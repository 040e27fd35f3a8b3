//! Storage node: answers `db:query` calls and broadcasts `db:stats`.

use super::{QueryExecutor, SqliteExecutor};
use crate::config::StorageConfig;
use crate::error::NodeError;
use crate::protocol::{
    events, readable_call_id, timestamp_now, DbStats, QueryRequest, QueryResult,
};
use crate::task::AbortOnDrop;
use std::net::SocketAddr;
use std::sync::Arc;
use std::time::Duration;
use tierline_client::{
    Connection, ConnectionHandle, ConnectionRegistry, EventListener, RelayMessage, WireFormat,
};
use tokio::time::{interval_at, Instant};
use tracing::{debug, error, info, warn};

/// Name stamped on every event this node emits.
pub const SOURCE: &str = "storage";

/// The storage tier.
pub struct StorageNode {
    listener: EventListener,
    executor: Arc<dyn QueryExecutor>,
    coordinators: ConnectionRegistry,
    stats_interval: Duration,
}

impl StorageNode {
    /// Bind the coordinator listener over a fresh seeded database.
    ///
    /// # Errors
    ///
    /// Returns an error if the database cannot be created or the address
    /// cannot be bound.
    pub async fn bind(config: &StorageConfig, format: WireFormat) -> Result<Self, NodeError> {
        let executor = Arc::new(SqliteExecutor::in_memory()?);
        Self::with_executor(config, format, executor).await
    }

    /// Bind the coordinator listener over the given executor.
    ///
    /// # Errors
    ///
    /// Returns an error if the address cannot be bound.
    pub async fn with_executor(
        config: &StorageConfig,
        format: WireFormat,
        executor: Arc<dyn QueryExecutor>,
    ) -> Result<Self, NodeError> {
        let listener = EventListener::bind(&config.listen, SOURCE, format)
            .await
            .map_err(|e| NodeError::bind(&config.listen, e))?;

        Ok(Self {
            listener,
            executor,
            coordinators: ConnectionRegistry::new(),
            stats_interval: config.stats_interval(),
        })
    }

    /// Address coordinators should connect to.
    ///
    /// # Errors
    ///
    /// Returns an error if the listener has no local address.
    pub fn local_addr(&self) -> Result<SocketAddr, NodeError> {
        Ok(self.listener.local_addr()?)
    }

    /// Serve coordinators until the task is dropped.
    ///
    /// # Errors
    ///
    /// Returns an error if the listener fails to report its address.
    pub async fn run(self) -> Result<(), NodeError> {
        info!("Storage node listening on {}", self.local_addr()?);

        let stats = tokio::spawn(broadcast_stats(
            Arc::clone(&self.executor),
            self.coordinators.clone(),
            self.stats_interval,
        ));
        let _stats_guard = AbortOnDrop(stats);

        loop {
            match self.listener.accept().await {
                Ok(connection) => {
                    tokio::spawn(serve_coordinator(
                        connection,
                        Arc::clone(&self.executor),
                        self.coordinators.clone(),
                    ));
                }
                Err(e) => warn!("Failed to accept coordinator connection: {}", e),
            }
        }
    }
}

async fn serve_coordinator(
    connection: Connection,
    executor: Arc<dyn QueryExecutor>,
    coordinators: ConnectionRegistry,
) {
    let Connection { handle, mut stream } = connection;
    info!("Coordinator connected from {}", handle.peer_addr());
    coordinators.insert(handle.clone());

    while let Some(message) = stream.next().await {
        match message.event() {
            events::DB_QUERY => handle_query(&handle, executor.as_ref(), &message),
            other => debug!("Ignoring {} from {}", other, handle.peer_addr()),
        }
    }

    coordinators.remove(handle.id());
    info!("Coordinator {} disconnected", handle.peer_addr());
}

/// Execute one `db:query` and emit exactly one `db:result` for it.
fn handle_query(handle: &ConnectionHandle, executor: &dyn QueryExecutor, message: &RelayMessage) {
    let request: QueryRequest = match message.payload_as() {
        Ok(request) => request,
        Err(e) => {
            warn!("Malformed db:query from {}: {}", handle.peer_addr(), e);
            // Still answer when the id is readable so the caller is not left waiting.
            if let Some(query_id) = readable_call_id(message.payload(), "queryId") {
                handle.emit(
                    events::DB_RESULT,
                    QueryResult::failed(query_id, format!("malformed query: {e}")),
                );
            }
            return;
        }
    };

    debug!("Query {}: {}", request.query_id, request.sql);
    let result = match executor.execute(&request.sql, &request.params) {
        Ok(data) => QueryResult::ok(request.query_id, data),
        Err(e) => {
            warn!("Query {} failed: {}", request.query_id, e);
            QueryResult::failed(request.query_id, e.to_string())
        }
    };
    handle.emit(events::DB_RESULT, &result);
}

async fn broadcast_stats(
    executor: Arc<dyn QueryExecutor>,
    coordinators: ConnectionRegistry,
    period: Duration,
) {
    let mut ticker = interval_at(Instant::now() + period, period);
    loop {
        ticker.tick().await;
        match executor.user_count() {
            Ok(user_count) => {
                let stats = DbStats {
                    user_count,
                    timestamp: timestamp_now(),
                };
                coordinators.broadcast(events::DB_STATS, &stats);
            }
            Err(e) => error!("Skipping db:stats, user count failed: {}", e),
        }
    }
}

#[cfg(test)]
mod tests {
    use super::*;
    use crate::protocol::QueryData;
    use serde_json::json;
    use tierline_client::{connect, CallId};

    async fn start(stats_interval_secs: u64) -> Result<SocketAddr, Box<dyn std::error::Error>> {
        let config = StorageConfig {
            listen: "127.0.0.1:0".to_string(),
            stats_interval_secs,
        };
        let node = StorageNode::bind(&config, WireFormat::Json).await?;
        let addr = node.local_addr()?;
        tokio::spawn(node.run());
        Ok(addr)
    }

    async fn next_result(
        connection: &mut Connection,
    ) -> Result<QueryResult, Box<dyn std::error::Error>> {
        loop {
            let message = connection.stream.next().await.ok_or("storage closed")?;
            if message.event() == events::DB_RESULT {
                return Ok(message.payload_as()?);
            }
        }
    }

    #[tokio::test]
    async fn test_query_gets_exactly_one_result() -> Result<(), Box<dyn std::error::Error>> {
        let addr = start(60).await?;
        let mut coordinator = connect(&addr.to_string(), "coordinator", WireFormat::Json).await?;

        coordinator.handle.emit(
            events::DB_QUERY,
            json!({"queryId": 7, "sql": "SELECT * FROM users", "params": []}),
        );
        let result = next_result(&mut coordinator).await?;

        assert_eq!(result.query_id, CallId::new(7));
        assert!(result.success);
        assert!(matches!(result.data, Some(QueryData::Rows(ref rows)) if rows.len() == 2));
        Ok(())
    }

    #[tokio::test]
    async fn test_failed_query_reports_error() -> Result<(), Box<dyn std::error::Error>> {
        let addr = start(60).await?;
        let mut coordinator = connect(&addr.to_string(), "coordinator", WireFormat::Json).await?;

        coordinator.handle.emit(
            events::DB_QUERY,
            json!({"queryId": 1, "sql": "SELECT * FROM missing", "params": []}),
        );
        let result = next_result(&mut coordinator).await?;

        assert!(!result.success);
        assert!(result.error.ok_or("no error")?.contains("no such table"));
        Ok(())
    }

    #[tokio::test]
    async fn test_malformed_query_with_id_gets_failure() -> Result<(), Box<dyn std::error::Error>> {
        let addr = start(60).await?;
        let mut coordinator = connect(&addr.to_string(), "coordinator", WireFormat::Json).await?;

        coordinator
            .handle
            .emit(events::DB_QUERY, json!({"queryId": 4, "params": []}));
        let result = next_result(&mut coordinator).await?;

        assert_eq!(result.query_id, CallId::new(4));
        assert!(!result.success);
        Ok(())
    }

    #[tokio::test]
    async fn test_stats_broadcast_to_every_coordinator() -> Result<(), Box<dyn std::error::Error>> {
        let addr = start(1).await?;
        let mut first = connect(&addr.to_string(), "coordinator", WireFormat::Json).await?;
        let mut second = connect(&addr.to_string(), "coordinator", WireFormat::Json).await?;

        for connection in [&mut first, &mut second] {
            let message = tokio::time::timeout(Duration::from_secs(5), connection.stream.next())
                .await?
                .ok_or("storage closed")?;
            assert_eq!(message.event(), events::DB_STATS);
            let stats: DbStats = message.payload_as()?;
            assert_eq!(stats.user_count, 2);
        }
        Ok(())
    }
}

What to do: Your response should contain each line of the listing in which the word "NodeError" occurs.

Answer box:
use crate::error::NodeError;
    pub async fn bind(config: &StorageConfig, format: WireFormat) -> Result<Self, NodeError> {
    ) -> Result<Self, NodeError> {
            .map_err(|e| NodeError::bind(&config.listen, e))?;
    pub fn local_addr(&self) -> Result<SocketAddr, NodeError> {
    pub async fn run(self) -> Result<(), NodeError> {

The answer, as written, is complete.